Thursday, March 30, 2006

2ND CYCLONE TO HIT AUSTRALIA

Once again for the 2nd time in 10 days a cyclone is bombarding Austrailia. The sea and the waves are definately roaring over in Australia.

LUKE 21:25-26
25 And there shall be signs in the sun, and in the moon, and in the stars; and upon the earth distress of nations, with perplexity (MASS CONFUSION); the sea and the waves roaring;
26 Men’s hearts failing them for fear, and for looking after those things which are coming on the earth: for the powers of heaven shall be shaken.

High winds lash western Australia as cyclone nears Thu Mar 30, 1:56 AM ET

PERTH, Australia (Reuters) - Hundreds of people were evacuated and thousands more prepared to ride out a severe cyclone bearing down on the northwest Australian coast on Thursday, carrying winds of up to 155 mph. Gale-force winds of at least 62 mph were lashing the coast as tropical Cyclone Glenda approached, emergency officials said. The cyclone had already shut oil and gas fields and disrupted iron ore shipments.

It was expected to roar ashore within hours between the iron ore and tourism town of Karratha, about 950 miles north of Perth, and nearby Onslow in the sparsely populated and ruggedly beautiful Pilbara region of Western Australia state. About 500 people had already been evacuated from Karratha but Glenda was now too close for any more to safely leave their
homes, local officials said.

"Most people are staying in their own homes. There have been some evacuations that were done last night," Roeburn regional council president Danielle Nazzari told Sky Television.
The Pilbara region, which has been put on red alert, is home to more than 12,000 people and includes Woodside Petroleum's A$14 billion ($10 billion) North West Shelf liquefied natural gas project at Karratha.

Glenda is a category four storm, one below the most powerful grade, and is moving slowly through an area known as "cyclone alley" which is regularly swept by storms at this time of year. Emergency workers feared it could be as destructive as Cyclone Larry, which destroyed homes and crops on Australia's northeastern coast 10 days ago, or Hurricane Katrina, which devastated the U.S. city of New Orleans last August.

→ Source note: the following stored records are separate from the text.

//! PC/SC transport implementation
//!
//! Talks to the first enumerated PC/SC reader with the fixed APDU shapes
//! the card understands: GET DATA for the identifier, READ BINARY and
//! UPDATE BINARY for 4-byte pages. Success is always status word 90 00.

use super::CardTransport;
use crate::error::{Error, Result};
use pcsc::{Card, Context, Disposition, Protocols, Scope, ShareMode, MAX_BUFFER_SIZE};
use std::ffi::CString;

/// GET DATA command for the card identifier (IDm/UID)
const CMD_GET_IDENTIFIER: [u8; 5] = [0xFF, 0xCA, 0x00, 0x00, 0x00];

/// Status word indicating success
const STATUS_OK: [u8; 2] = [0x90, 0x00];

/// PC/SC transport for a single attached reader
pub struct PcscTransport {
    ctx: Context,
    card: Option<Card>,
}

impl PcscTransport {
    /// Establish a PC/SC context. No reader needs to be attached yet;
    /// enumeration happens on every [`CardTransport::connect`].
    pub fn new() -> Result<Self> {
        let ctx = Context::establish(Scope::User)?;
        log::debug!("PC/SC context established");
        Ok(PcscTransport { ctx, card: None })
    }

    /// Name of the first enumerated reader.
    fn first_reader(&self) -> Result<CString> {
        let len = self.ctx.list_readers_len().map_err(map_reader_err)?;
        let mut buf = vec![0u8; len];
        let mut names = self.ctx.list_readers(&mut buf).map_err(map_reader_err)?;
        match names.next() {
            Some(name) => Ok(name.to_owned()),
            None => Err(Error::NoReaderFound),
        }
    }

    /// Transmit an APDU over the current session, check the status word,
    /// and return the response payload without it.
    fn transmit(&mut self, apdu: &[u8]) -> Result<Vec<u8>> {
        let card = self.card.as_ref().ok_or(Error::NoCard)?;
        let mut rbuf = [0u8; MAX_BUFFER_SIZE];
        let response = card.transmit(apdu, &mut rbuf)?;
        if response.len() < 2 {
            return Err(Error::NoCard);
        }
        let (data, status) = response.split_at(response.len() - 2);
        if status != STATUS_OK {
            log::debug!(
                "Non-OK status word: SW1={:02X} SW2={:02X}",
                status[0],
                status[1]
            );
            return Err(Error::NoCard);
        }
        Ok(data.to_vec())
    }
}

impl CardTransport for PcscTransport {
    fn connect(&mut self) -> Result<()> {
        if self.card.is_some() {
            return Ok(());
        }
        let reader = self.first_reader()?;
        match self.ctx.connect(&reader, ShareMode::Shared, Protocols::ANY) {
            Ok(card) => {
                log::debug!("Connected to reader {:?}", reader);
                self.card = Some(card);
                Ok(())
            }
            Err(pcsc::Error::NoSmartcard) | Err(pcsc::Error::RemovedCard) => Err(Error::NoCard),
            Err(pcsc::Error::NoReadersAvailable)
            | Err(pcsc::Error::ReaderUnavailable)
            | Err(pcsc::Error::UnknownReader) => Err(Error::NoReaderFound),
            Err(e) => Err(e.into()),
        }
    }

    fn disconnect(&mut self) {
        if let Some(card) = self.card.take() {
            if let Err((_, e)) = card.disconnect(Disposition::LeaveCard) {
                // Session is gone either way; the next connect starts fresh
                log::debug!("Disconnect error ignored: {}", e);
            }
        }
    }

    fn get_identifier(&mut self) -> Result<Vec<u8>> {
        match self.transmit(&CMD_GET_IDENTIFIER) {
            Ok(idm) if !idm.is_empty() => Ok(idm),
            _ => Err(Error::NoCard),
        }
    }

    fn read_page(&mut self, page: u8) -> Result<[u8; 4]> {
        // READ BINARY: [Class, INS, P1, P2, Le]
        let apdu = [0xFF, 0xB0, 0x00, page, 0x04];
        let data = self.transmit(&apdu).map_err(|_| Error::PageRead { page })?;
        data.try_into().map_err(|_| Error::PageRead { page })
    }

    fn write_page(&mut self, page: u8, data: [u8; 4]) -> Result<()> {
        // UPDATE BINARY: [Class, INS, P1, P2, Lc, data...]
        let apdu = [
            0xFF, 0xD6, 0x00, page, 0x04, data[0], data[1], data[2], data[3],
        ];
        self.transmit(&apdu)
            .map(|_| ())
            .map_err(|_| Error::PageWrite { page })
    }
}

fn map_reader_err(e: pcsc::Error) -> Error {
    match e {
        pcsc::Error::NoReadersAvailable => Error::NoReaderFound,
        other => other.into(),
    }
}

impl Drop for PcscTransport {
    fn drop(&mut self) {
        self.disconnect();
    }
}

"This does have the potential to do what happened in the eastern states and what happened in America," State Emergency Services official Steve Cable told Australian television."Everything is saturated, water is lying everywhere. Flooding is going to be a real problem," he said.
Australia's Bureau of Meteorology also warned of dangerous flooding from abnormally high tides and damaging waves in a region already awash from five previous cyclones this season.
"Residents between Karratha and Onslow are specifically warned of the potential of a very dangerous storm tide as the cyclone crosses the coast," the bureau said in its latest cyclone warning update (www.bom.gov.au).

Local television showed residents battening down as the cyclone approached, fastening steel grilles over their windows or tying caravans down with thumb-thick wire cables as rain and strong winds whipped through Karratha and nearby towns."If it hits with full impact I do not expect to come back to anything. I may not even come back and look for it," one unidentified
resident said. Woodside on Tuesday suspended production at its 100,000-barrel-per-day (bpd) Cossack oilfield in the Indian Ocean, while oil and gas producer Santos Ltd. has shut its 40,000 bpd Mutineer-Exeter oil field.

BHP Billiton's 10,600 bpd Griffin oil field has been closed since Saturday, after it was threatened by a smaller storm. BHP Billiton and fellow mining giant Rio Tinto both have operations in the Pilbara, which has large deposits of iron ore. Rio said its port operations at Dampier and Cape Lambert had shut and ships had put to sea. BHP said it had also closed its port operations at nearby Port Hedland.

Rio said on Tuesday bad weather meant the company would fall 5 million tons short of its first-quarter iron ore output target. It still expected 2006 output to rise 14 percent on last year's 158 million tons.